::: Provided records

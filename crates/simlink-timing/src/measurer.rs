//! Named interval timer with percentile summaries.
//!
//! # Semantics
//!
//! - `start(label)` records the current instant, overwriting any
//!   unfinished start under the same label (last start wins).
//! - `stop(label)` closes the pending interval. Without a pending start it
//!   does nothing, so sample counts always match completed intervals.
//! - Summaries are recomputed from the stored durations on every call.
//!
//! The measurer is plain data and not synchronized; give each thread its
//! own or wrap it in a lock.

use std::collections::{BTreeMap, HashMap};
use std::fmt;
use std::sync::Arc;
use std::time::{Duration, Instant};

use crate::sample::{Sample, SampleSink};

/// Count, mean, and percentiles over one label's durations.
#[derive(Debug, Clone, Copy, PartialEq)]
pub struct Summary {
    /// Number of recorded durations.
    pub count: usize,
    /// Arithmetic mean in nanoseconds.
    pub mean_ns: f64,
    /// Median in nanoseconds.
    pub p50_ns: u64,
    /// 95th percentile in nanoseconds.
    pub p95_ns: u64,
    /// 99th percentile in nanoseconds.
    pub p99_ns: u64,
}

impl fmt::Display for Summary {
    fn fmt(&self, f: &mut fmt::Formatter<'_>) -> fmt::Result {
        write!(
            f,
            "n={} mean={:.0}ns p50={}ns p95={}ns p99={}ns",
            self.count, self.mean_ns, self.p50_ns, self.p95_ns, self.p99_ns
        )
    }
}

/// Nearest-rank percentile of an ascending slice.
///
/// The rank is `ceil(p * n)` clamped to `[1, n]` and read 1-indexed.
/// Returns 0 for an empty slice.
#[allow(
    clippy::cast_precision_loss,
    clippy::cast_possible_truncation,
    clippy::cast_sign_loss
)]
pub fn percentile_sorted(sorted: &[u64], p: f64) -> u64 {
    let n = sorted.len();
    if n == 0 {
        return 0;
    }
    let rank = (p * n as f64).ceil().max(1.0) as usize;
    let rank = rank.clamp(1, n);
    sorted.get(rank.saturating_sub(1)).copied().unwrap_or(0)
}

/// Records named intervals and summarizes their durations.
pub struct TimeMeasurer {
    /// Instant that sample offsets are measured from.
    origin: Instant,
    /// Pending starts keyed by label.
    starts: HashMap<String, Instant>,
    /// Completed durations in nanoseconds, keyed by label.
    durations: HashMap<String, Vec<u64>>,
    /// Optional downstream sink for every completed interval.
    sink: Option<Arc<dyn SampleSink>>,
}

impl TimeMeasurer {
    /// Create a measurer without a sink.
    pub fn new() -> Self {
        Self::with_origin(Instant::now(), None)
    }

    /// Create a measurer that forwards every sample to `sink`.
    pub fn with_sink(sink: Arc<dyn SampleSink>) -> Self {
        Self::with_origin(Instant::now(), Some(sink))
    }

    /// Create a measurer with an explicit origin for sample offsets.
    pub fn with_origin(origin: Instant, sink: Option<Arc<dyn SampleSink>>) -> Self {
        Self {
            origin,
            starts: HashMap::new(),
            durations: HashMap::new(),
            sink,
        }
    }

    /// The instant sample offsets are measured from.
    pub const fn origin(&self) -> Instant {
        self.origin
    }

    /// Begin an interval under `label`, replacing any unfinished one.
    pub fn start(&mut self, label: &str) {
        self.starts.insert(label.to_owned(), Instant::now());
    }

    /// Finish the pending interval under `label`.
    ///
    /// Returns the elapsed time, or `None` when no start is pending.
    pub fn stop(&mut self, label: &str) -> Option<Duration> {
        let started = self.starts.remove(label)?;
        Some(self.record(label, started, Instant::now()))
    }

    /// Record an interval whose endpoints were captured elsewhere.
    ///
    /// An `ended` earlier than `started` is recorded as zero.
    pub fn record(&mut self, label: &str, started: Instant, ended: Instant) -> Duration {
        let elapsed = ended.saturating_duration_since(started);
        let duration_ns = nanos(elapsed);
        self.durations
            .entry(label.to_owned())
            .or_default()
            .push(duration_ns);

        if let Some(sink) = &self.sink {
            sink.on_sample(Sample {
                label: label.to_owned(),
                offset_ns: nanos(ended.saturating_duration_since(self.origin)),
                duration_ns,
            });
        }
        elapsed
    }

    /// Durations recorded under `label`, in nanoseconds and arrival order.
    pub fn samples(&self, label: &str) -> &[u64] {
        self.durations.get(label).map_or(&[], Vec::as_slice)
    }

    /// Summarize the durations currently recorded under `label`.
    ///
    /// Returns `None` when nothing has been recorded.
    #[allow(clippy::cast_precision_loss)]
    pub fn summary(&self, label: &str) -> Option<Summary> {
        let durations = self.durations.get(label)?;
        if durations.is_empty() {
            return None;
        }
        let mut sorted = durations.clone();
        sorted.sort_unstable();

        let total: u128 = sorted.iter().map(|&d| u128::from(d)).sum();
        let mean_ns = total as f64 / sorted.len() as f64;

        Some(Summary {
            count: sorted.len(),
            mean_ns,
            p50_ns: percentile_sorted(&sorted, 0.50),
            p95_ns: percentile_sorted(&sorted, 0.95),
            p99_ns: percentile_sorted(&sorted, 0.99),
        })
    }

    /// Summaries for every label with at least one sample, sorted by label.
    pub fn summaries(&self) -> BTreeMap<String, Summary> {
        self.durations
            .keys()
            .filter_map(|label| self.summary(label).map(|s| (label.clone(), s)))
            .collect()
    }
}

impl Default for TimeMeasurer {
    fn default() -> Self {
        Self::new()
    }
}

impl fmt::Debug for TimeMeasurer {
    fn fmt(&self, f: &mut fmt::Formatter<'_>) -> fmt::Result {
        f.debug_struct("TimeMeasurer")
            .field("pending", &self.starts.len())
            .field("labels", &self.durations.len())
            .field("has_sink", &self.sink.is_some())
            .finish_non_exhaustive()
    }
}

fn nanos(duration: Duration) -> u64 {
    u64::try_from(duration.as_nanos()).unwrap_or(u64::MAX)
}

#[cfg(test)]
mod tests {
    use super::*;
    use crate::sample::MemorySink;

    fn measurer_with(durations: &[u64]) -> TimeMeasurer {
        let mut measurer = TimeMeasurer::new();
        let origin = measurer.origin();
        for &ns in durations {
            measurer.record("op", origin, origin + Duration::from_nanos(ns));
        }
        measurer
    }

    #[test]
    fn percentiles_use_ceiling_rank() {
        let measurer = measurer_with(&[1, 2, 3, 4, 5, 6, 7, 8, 9, 10]);
        let summary = measurer.summary("op");
        let Some(summary) = summary else {
            panic!("Expected a summary for recorded label");
        };
        assert_eq!(summary.count, 10);
        assert_eq!(summary.p50_ns, 5);
        assert_eq!(summary.p95_ns, 10);
        assert_eq!(summary.p99_ns, 10);
        assert!((summary.mean_ns - 5.5).abs() < 1e-9);
    }

    #[test]
    fn summary_sorts_unordered_input() {
        let measurer = measurer_with(&[9, 1, 5, 3, 7]);
        let summary = measurer.summary("op");
        assert_eq!(summary.map(|s| s.p50_ns), Some(5));
        assert_eq!(measurer.samples("op"), &[9, 1, 5, 3, 7]);
    }

    #[test]
    fn percentile_edge_cases() {
        assert_eq!(percentile_sorted(&[], 0.5), 0);
        assert_eq!(percentile_sorted(&[42], 0.0), 42);
        assert_eq!(percentile_sorted(&[42], 0.99), 42);
        assert_eq!(percentile_sorted(&[1, 2], 1.0), 2);
        assert_eq!(percentile_sorted(&[1, 2, 3, 4], 0.25), 1);
    }

    #[test]
    fn stop_without_start_is_noop() {
        let mut measurer = TimeMeasurer::new();
        assert!(measurer.stop("never-started").is_none());
        assert!(measurer.samples("never-started").is_empty());
        assert!(measurer.summary("never-started").is_none());
    }

    #[test]
    fn stop_consumes_the_start() {
        let mut measurer = TimeMeasurer::new();
        measurer.start("op");
        assert!(measurer.stop("op").is_some());
        assert!(measurer.stop("op").is_none());
        assert_eq!(measurer.samples("op").len(), 1);
    }

    #[test]
    fn last_start_wins() {
        let mut measurer = TimeMeasurer::new();
        measurer.start("op");
        std::thread::sleep(Duration::from_millis(20));
        measurer.start("op");
        let elapsed = measurer.stop("op").unwrap_or(Duration::MAX);
        assert!(elapsed < Duration::from_millis(20));
        assert_eq!(measurer.samples("op").len(), 1);
    }

    #[test]
    fn inverted_interval_records_zero() {
        let mut measurer = TimeMeasurer::new();
        let now = Instant::now();
        let elapsed = measurer.record("op", now + Duration::from_millis(1), now);
        assert_eq!(elapsed, Duration::ZERO);
        assert_eq!(measurer.samples("op"), &[0]);
    }

    #[test]
    fn completed_intervals_are_forwarded_to_sink() {
        let sink = Arc::new(MemorySink::new());
        let mut measurer = TimeMeasurer::with_sink(Arc::clone(&sink) as Arc<dyn SampleSink>);
        let origin = measurer.origin();

        measurer.record(
            "step.compute",
            origin + Duration::from_nanos(100),
            origin + Duration::from_nanos(350),
        );
        measurer.stop("unmatched");

        let samples = sink.samples();
        assert_eq!(
            samples,
            vec![Sample {
                label: String::from("step.compute"),
                offset_ns: 350,
                duration_ns: 250,
            }]
        );
    }

    #[test]
    fn summaries_are_sorted_by_label() {
        let mut measurer = TimeMeasurer::new();
        let origin = measurer.origin();
        for label in ["b", "a", "c"] {
            measurer.record(label, origin, origin + Duration::from_nanos(10));
        }
        let labels: Vec<String> = measurer.summaries().into_keys().collect();
        assert_eq!(labels, vec!["a", "b", "c"]);
    }
}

::::::

Find and copy each line above holding "when".

    /// Returns the elapsed time, or `None` when no start is pending.
    /// Returns `None` when nothing has been recorded.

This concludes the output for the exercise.